About this exercise> Each line of the entries that mentions the string "ActionConfig" needs to be reported.

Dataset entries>
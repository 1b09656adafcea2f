//! Configuration management for the Alpha assistant
//!
//! Values are layered env > TOML file > defaults.

pub mod file;

use std::path::PathBuf;
use std::time::Duration;

use file::AlphaConfigFile;

/// Default wake phrase
pub const DEFAULT_WAKE_WORD: &str = "assistant";

/// Prompt spoken once the wake word is heard
pub const DEFAULT_LISTENING_PROMPT: &str = "How can I help you?";

/// Alpha assistant configuration
#[derive(Debug, Clone)]
pub struct Config {
    /// Wake phrases, lowercase
    pub wake_words: Vec<String>,

    /// Prompt spoken after the wake word
    pub listening_prompt: String,

    /// Conversation loop settings
    pub conversation: ConversationConfig,

    /// Action handler settings
    pub actions: ActionConfig,

    /// Intent classifier settings
    pub nlu: NluConfig,

    /// Voice configuration
    pub voice: VoiceConfig,

    /// API keys
    pub api_keys: ApiKeys,

    /// Path to data directory (saved responses, etc)
    pub data_dir: PathBuf,
}

/// Bounded listen window for a single capture
#[derive(Debug, Clone, Copy, PartialEq, Eq)]
pub struct CaptureWindow {
    /// How long to wait for speech to begin
    pub timeout: Duration,

    /// Maximum duration of the utterance once it began
    pub phrase_limit: Duration,
}

impl CaptureWindow {
    /// Window used for commands and follow-up answers
    pub const COMMAND: Self = Self {
        timeout: Duration::from_secs(8),
        phrase_limit: Duration::from_secs(30),
    };

    /// Window used for yes/no confirmations
    pub const SHORT: Self = Self {
        timeout: Duration::from_secs(4),
        phrase_limit: Duration::from_secs(3),
    };
}

/// Conversation loop configuration
#[derive(Debug, Clone)]
pub struct ConversationConfig {
    /// Maximum consecutive follow-up captures before forcing idle
    pub followup_cap: u32,

    /// Listen window for the command after the wake word
    pub command_window: CaptureWindow,

    /// Listen window for follow-up answers
    pub followup_window: CaptureWindow,

    /// Listen window for yes/no confirmations
    pub short_window: CaptureWindow,
}

impl Default for ConversationConfig {
    fn default() -> Self {
        Self {
            followup_cap: 1,
            command_window: CaptureWindow::COMMAND,
            followup_window: CaptureWindow::COMMAND,
            short_window: CaptureWindow::SHORT,
        }
    }
}

/// Action handler configuration
#[derive(Debug, Clone)]
pub struct ActionConfig {
    /// Search engine used when the intent names none
    pub default_web_engine: String,

    /// Percentage step for volume increase/decrease
    pub volume_step: u8,

    /// Base directory for relative file names
    pub files_dir: PathBuf,

    /// Extension (without dot) appended to bare file names
    pub default_extension: String,

    /// Characters read aloud before truncating with an ellipsis
    pub read_budget: usize,

    /// Append-only log of saved knowledge replies
    pub responses_path: PathBuf,

    /// Intents with a lower reported confidence become `unknown`
    pub min_confidence: f32,
}

impl ActionConfig {
    /// Defaults rooted at the given data directory
    #[must_use]
    pub fn with_data_dir(data_dir: &std::path::Path) -> Self {
        Self {
            default_web_engine: "google".to_string(),
            volume_step: 10,
            files_dir: PathBuf::from("."),
            default_extension: "txt".to_string(),
            read_budget: 200,
            responses_path: data_dir.join("responses.txt"),
            min_confidence: 0.0,
        }
    }
}

/// Intent classifier configuration
#[derive(Debug, Clone)]
pub struct NluConfig {
    /// Gemini model identifier
    pub model: String,

    /// Request timeout
    pub timeout: Duration,
}

impl Default for NluConfig {
    fn default() -> Self {
        Self {
            model: "gemini-2.5-flash".to_string(),
            timeout: Duration::from_secs(15),
        }
    }
}

/// Voice processing configuration
#[derive(Debug, Clone)]
pub struct VoiceConfig {
    /// Enable microphone input and spoken output
    pub enabled: bool,

    /// STT provider ("whisper" or "deepgram")
    pub stt_provider: String,

    /// STT model (e.g. "whisper-1", "nova-2")
    pub stt_model: String,

    /// TTS provider ("openai" or "elevenlabs")
    pub tts_provider: String,

    /// TTS model (e.g. "tts-1")
    pub tts_model: String,

    /// TTS voice identifier
    pub tts_voice: String,

    /// TTS speed multiplier (0.25 to 4.0)
    pub tts_speed: f32,
}

impl Default for VoiceConfig {
    fn default() -> Self {
        Self {
            enabled: true,
            stt_provider: "whisper".to_string(),
            stt_model: "whisper-1".to_string(),
            tts_provider: "openai".to_string(),
            tts_model: "tts-1".to_string(),
            tts_voice: "alloy".to_string(),
            tts_speed: 1.0,
        }
    }
}

/// API keys for external services
#[derive(Clone, Default)]
pub struct ApiKeys {
    /// Google Gemini API key (intent classification)
    pub gemini: Option<String>,

    /// `OpenAI` API key (Whisper and TTS)
    pub openai: Option<String>,

    /// `ElevenLabs` API key (optional TTS)
    pub elevenlabs: Option<String>,

    /// `Deepgram` API key (optional STT)
    pub deepgram: Option<String>,
}

impl std::fmt::Debug for ApiKeys {
    fn fmt(&self, f: &mut std::fmt::Formatter<'_>) -> std::fmt::Result {
        let mask = |k: &Option<String>| k.as_ref().map(|_| "<set>");
        f.debug_struct("ApiKeys")
            .field("gemini", &mask(&self.gemini))
            .field("openai", &mask(&self.openai))
            .field("elevenlabs", &mask(&self.elevenlabs))
            .field("deepgram", &mask(&self.deepgram))
            .finish()
    }
}

impl Default for Config {
    fn default() -> Self {
        let data_dir = default_data_dir();
        Self {
            wake_words: vec![DEFAULT_WAKE_WORD.to_string()],
            listening_prompt: DEFAULT_LISTENING_PROMPT.to_string(),
            conversation: ConversationConfig::default(),
            actions: ActionConfig::with_data_dir(&data_dir),
            nlu: NluConfig::default(),
            voice: VoiceConfig::default(),
            api_keys: ApiKeys::default(),
            data_dir,
        }
    }
}

/// Data directory: `~/.local/share/alpha` on Linux
fn default_data_dir() -> PathBuf {
    directories::BaseDirs::new().map_or_else(|| PathBuf::from("."), |d| d.data_dir().join("alpha"))
}

/// Name of the persistent log inside the data directory
pub const LOG_FILE_NAME: &str = "alpha.log";

/// Data directory honoring `ALPHA_DATA_DIR`
///
/// Usable before the full config is loaded, e.g. to open the log file.
#[must_use]
pub fn data_dir_from(env: impl Fn(&str) -> Option<String>) -> PathBuf {
    env("ALPHA_DATA_DIR").map_or_else(default_data_dir, PathBuf::from)
}

impl Config {
    /// Load configuration from the environment and config file
    #[must_use]
    pub fn load() -> Self {
        Self::load_with_options(false)
    }

    /// Load configuration with explicit voice disable option
    #[must_use]
    pub fn load_with_options(disable_voice: bool) -> Self {
        let fc = file::load_config_file();
        let mut config = Self::layered(fc, |key| std::env::var(key).ok());

        if disable_voice {
            tracing::info!("voice explicitly disabled");
            config.voice.enabled = false;
        }

        // Ensure data dir exists
        if let Err(e) = std::fs::create_dir_all(&config.data_dir) {
            tracing::warn!(
                path = %config.data_dir.display(),
                error = %e,
                "failed to create data directory"
            );
        }

        config
    }

    /// Build a config from a parsed file and an environment lookup
    ///
    /// Precedence is env > file > default for every field.
    #[must_use]
    pub fn layered(fc: AlphaConfigFile, env: impl Fn(&str) -> Option<String>) -> Self {
        let defaults = Self::default();
        let data_dir = data_dir_from(&env);
        let default_actions = ActionConfig::with_data_dir(&data_dir);

        let wake_words = env("ALPHA_WAKE_WORD")
            .map(|s| s.split(',').map(ToString::to_string).collect())
            .or(fc.wake_words)
            .map(normalize_wake_words)
            .filter(|w: &Vec<String>| !w.is_empty())
            .unwrap_or(defaults.wake_words);

        let listening_prompt = fc.listening_prompt.unwrap_or(defaults.listening_prompt);

        let conv = fc.conversation;
        let secs = |v: Option<u64>, d: std::time::Duration| v.map_or(d, std::time::Duration::from_secs);
        let env_secs = |key: &str| env(key).and_then(|s| s.trim().parse::<u64>().ok());
        let command_window = CaptureWindow {
            timeout: secs(conv.command_timeout_secs, CaptureWindow::COMMAND.timeout),
            phrase_limit: secs(conv.command_phrase_limit_secs, CaptureWindow::COMMAND.phrase_limit),
        };
        let conversation = ConversationConfig {
            followup_cap: env("ALPHA_FOLLOWUP_CAP")
                .and_then(|s| s.parse().ok())
                .or(conv.followup_cap)
                .unwrap_or(1),
            command_window,
            followup_window: CaptureWindow {
                timeout: secs(
                    env_secs("ALPHA_FOLLOWUP_TIMEOUT_SECS").or(conv.followup_timeout_secs),
                    command_window.timeout,
                ),
                phrase_limit: secs(
                    env_secs("ALPHA_FOLLOWUP_PHRASE_LIMIT_SECS").or(conv.followup_phrase_limit_secs),
                    command_window.phrase_limit,
                ),
            },
            short_window: CaptureWindow {
                timeout: secs(conv.short_timeout_secs, CaptureWindow::SHORT.timeout),
                phrase_limit: secs(conv.short_phrase_limit_secs, CaptureWindow::SHORT.phrase_limit),
            },
        };

        let acts = fc.actions;
        let actions = ActionConfig {
            default_web_engine: env("ALPHA_WEB_ENGINE")
                .or(acts.default_web_engine)
                .map(|e| e.trim().to_lowercase())
                .unwrap_or(default_actions.default_web_engine),
            volume_step: env("ALPHA_VOLUME_STEP")
                .and_then(|s| s.parse().ok())
                .or(acts.volume_step)
                .map_or(default_actions.volume_step, |s: u8| s.min(100)),
            files_dir: env("ALPHA_FILES_DIR")
                .or(acts.files_dir)
                .map_or(default_actions.files_dir, PathBuf::from),
            default_extension: acts
                .default_extension
                .map(|e| e.trim_start_matches('.').to_string())
                .filter(|e| !e.is_empty())
                .unwrap_or(default_actions.default_extension),
            read_budget: acts.read_budget.unwrap_or(default_actions.read_budget),
            responses_path: env("ALPHA_RESPONSES_PATH")
                .or(acts.responses_path)
                .map_or(default_actions.responses_path, PathBuf::from),
            min_confidence: env("ALPHA_MIN_CONFIDENCE")
                .and_then(|s| s.parse().ok())
                .or(acts.min_confidence)
                .map_or(default_actions.min_confidence, |c: f32| c.clamp(0.0, 1.0)),
        };

        let nlu = NluConfig {
            model: env("ALPHA_NLU_MODEL")
                .or(fc.nlu.model)
                .unwrap_or(defaults.nlu.model),
            timeout: defaults.nlu.timeout,
        };

        let v = fc.voice;
        let voice = VoiceConfig {
            enabled: v.enabled.unwrap_or(defaults.voice.enabled),
            stt_provider: env("ALPHA_STT_PROVIDER")
                .or(v.stt_provider)
                .unwrap_or(defaults.voice.stt_provider),
            stt_model: env("ALPHA_STT_MODEL")
                .or(v.stt_model)
                .unwrap_or(defaults.voice.stt_model),
            tts_provider: env("ALPHA_TTS_PROVIDER")
                .or(v.tts_provider)
                .unwrap_or(defaults.voice.tts_provider),
            tts_model: env("ALPHA_TTS_MODEL")
                .or(v.tts_model)
                .unwrap_or(defaults.voice.tts_model),
            tts_voice: v.tts_voice.unwrap_or(defaults.voice.tts_voice),
            tts_speed: v.tts_speed.unwrap_or(defaults.voice.tts_speed),
        };

        let k = fc.api_keys;
        let api_keys = ApiKeys {
            gemini: env("GEMINI_API_KEY").or(k.gemini).filter(|s| !s.is_empty()),
            openai: env("OPENAI_API_KEY").or(k.openai).filter(|s| !s.is_empty()),
            elevenlabs: env("ELEVENLABS_API_KEY")
                .or(k.elevenlabs)
                .filter(|s| !s.is_empty()),
            deepgram: env("DEEPGRAM_API_KEY")
                .or(k.deepgram)
                .filter(|s| !s.is_empty()),
        };

        Self {
            wake_words,
            listening_prompt,
            conversation,
            actions,
            nlu,
            voice,
            api_keys,
            data_dir,
        }
    }
}

fn normalize_wake_words(words: Vec<String>) -> Vec<String> {
    words
        .into_iter()
        .map(|w| w.trim().to_lowercase())
        .filter(|w| !w.is_empty())
        .collect()
}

Output for this exercise>
    pub actions: ActionConfig,
pub struct ActionConfig {
impl ActionConfig {
            actions: ActionConfig::with_data_dir(&data_dir),
        let default_actions = ActionConfig::with_data_dir(&data_dir);
        let actions = ActionConfig {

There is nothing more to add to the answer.